> [WORK TO COMPLETE] A copy is needed of each line in the records that has the word "return".

> [GIVEN RECORDS]
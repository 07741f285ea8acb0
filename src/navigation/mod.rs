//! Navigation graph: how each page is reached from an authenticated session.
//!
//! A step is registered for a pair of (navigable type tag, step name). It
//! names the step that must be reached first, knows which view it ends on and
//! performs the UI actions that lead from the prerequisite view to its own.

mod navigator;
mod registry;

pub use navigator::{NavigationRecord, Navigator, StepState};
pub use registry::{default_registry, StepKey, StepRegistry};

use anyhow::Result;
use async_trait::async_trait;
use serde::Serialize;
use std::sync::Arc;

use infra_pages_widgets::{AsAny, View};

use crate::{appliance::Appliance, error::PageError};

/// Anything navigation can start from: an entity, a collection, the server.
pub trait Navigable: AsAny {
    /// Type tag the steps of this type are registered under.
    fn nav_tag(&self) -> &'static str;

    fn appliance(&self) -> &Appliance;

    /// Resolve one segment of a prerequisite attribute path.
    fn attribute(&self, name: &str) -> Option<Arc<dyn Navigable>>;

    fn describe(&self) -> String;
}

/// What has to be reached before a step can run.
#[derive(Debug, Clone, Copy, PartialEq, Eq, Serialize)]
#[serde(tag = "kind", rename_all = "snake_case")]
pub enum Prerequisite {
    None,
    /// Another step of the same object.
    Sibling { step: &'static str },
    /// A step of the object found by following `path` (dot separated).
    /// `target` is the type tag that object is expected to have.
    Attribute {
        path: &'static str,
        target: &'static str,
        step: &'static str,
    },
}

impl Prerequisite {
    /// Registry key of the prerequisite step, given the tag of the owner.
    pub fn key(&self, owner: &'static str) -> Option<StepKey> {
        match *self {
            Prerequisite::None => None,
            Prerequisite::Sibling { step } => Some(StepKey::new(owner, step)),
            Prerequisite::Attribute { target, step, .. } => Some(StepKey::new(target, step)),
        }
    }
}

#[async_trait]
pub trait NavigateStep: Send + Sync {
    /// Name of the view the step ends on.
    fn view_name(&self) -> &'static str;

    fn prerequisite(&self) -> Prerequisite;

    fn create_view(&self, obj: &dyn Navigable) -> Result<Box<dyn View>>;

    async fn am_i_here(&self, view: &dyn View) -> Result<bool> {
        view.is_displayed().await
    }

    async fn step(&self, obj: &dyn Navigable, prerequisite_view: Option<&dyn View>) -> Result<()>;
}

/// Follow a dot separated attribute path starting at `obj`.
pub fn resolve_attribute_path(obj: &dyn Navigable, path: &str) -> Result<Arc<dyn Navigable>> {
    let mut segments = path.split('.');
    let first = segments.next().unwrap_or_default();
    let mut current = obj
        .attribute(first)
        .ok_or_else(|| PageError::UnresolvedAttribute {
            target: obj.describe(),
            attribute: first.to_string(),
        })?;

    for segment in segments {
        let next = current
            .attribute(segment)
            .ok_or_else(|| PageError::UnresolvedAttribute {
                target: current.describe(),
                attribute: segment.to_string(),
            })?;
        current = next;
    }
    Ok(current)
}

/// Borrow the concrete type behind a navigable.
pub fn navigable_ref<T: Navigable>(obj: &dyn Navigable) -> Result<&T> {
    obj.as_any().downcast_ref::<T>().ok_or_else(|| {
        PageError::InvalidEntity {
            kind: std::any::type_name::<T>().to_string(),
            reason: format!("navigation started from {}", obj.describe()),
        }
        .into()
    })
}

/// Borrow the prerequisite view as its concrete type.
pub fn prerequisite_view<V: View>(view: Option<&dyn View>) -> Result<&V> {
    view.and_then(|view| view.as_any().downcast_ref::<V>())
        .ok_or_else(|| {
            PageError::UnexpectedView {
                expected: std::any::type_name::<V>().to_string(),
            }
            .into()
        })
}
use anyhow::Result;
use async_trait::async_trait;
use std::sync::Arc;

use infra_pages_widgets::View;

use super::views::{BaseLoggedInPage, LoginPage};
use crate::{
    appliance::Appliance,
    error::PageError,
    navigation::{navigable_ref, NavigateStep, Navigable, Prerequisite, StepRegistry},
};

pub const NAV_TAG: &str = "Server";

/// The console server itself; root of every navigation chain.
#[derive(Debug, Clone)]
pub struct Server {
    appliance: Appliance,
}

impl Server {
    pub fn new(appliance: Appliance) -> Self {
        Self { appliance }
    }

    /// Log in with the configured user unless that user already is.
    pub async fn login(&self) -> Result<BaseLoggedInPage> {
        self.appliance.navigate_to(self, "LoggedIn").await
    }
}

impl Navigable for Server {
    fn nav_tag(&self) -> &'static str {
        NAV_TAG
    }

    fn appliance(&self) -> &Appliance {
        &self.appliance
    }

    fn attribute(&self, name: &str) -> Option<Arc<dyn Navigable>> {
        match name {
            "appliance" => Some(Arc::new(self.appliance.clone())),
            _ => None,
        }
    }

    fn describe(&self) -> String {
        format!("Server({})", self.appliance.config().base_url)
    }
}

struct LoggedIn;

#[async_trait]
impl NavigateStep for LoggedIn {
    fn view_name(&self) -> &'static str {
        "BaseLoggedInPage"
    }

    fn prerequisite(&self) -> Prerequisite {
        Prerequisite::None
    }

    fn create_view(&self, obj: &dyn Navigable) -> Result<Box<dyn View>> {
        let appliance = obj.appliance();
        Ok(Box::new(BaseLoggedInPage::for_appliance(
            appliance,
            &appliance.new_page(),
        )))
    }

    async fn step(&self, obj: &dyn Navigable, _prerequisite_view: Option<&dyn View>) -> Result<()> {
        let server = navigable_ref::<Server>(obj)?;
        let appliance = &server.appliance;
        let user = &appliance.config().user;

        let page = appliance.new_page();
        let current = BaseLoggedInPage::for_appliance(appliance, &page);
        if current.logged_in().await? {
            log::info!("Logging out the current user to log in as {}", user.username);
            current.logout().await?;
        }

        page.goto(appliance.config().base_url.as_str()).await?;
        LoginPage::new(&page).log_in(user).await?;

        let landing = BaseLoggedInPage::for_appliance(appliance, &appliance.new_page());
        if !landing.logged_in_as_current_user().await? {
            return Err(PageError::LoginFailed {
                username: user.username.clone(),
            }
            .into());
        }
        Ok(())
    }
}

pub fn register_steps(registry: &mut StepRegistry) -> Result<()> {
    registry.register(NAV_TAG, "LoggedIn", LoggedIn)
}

...

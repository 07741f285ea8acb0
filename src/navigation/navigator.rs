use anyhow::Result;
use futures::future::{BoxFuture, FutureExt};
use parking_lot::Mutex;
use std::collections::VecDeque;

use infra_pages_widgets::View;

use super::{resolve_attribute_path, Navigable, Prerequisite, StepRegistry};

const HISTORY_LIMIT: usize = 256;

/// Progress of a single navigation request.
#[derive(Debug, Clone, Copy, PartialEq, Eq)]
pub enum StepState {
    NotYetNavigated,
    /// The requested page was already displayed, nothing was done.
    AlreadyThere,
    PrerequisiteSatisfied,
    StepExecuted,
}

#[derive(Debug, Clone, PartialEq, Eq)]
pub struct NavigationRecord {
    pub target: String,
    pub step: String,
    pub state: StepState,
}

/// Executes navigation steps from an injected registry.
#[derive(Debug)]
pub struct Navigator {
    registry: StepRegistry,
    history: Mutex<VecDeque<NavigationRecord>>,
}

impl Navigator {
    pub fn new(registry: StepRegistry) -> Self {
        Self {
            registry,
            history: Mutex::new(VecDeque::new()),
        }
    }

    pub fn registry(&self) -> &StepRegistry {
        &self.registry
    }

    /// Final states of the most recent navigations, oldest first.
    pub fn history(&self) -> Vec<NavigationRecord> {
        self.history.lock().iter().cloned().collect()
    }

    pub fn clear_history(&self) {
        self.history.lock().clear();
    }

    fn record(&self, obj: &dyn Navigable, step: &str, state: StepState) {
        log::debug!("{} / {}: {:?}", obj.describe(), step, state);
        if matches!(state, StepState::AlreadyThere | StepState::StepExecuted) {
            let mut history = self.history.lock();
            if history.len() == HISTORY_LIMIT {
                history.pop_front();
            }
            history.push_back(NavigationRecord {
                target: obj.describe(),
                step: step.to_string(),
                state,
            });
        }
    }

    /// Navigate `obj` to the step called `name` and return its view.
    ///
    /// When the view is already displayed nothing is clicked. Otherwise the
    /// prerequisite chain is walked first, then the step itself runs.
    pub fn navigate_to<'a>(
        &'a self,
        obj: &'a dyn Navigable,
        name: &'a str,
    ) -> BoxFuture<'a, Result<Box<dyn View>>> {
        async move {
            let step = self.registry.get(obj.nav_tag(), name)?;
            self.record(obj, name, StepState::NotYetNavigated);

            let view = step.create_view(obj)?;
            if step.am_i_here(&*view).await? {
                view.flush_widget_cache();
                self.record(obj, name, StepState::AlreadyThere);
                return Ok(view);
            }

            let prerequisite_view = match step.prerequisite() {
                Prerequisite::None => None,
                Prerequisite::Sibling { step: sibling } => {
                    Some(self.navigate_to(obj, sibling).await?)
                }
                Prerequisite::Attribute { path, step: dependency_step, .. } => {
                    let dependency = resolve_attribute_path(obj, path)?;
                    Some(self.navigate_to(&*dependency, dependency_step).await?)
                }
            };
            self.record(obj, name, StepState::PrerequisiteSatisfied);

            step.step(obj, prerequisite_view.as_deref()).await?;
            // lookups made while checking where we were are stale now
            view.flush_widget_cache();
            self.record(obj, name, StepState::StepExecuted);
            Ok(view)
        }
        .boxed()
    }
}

> [PROBLEM SOLUTION]
            return Err(PageError::LoginFailed {
    /// Navigate `obj` to the step called `name` and return its view.
                return Ok(view);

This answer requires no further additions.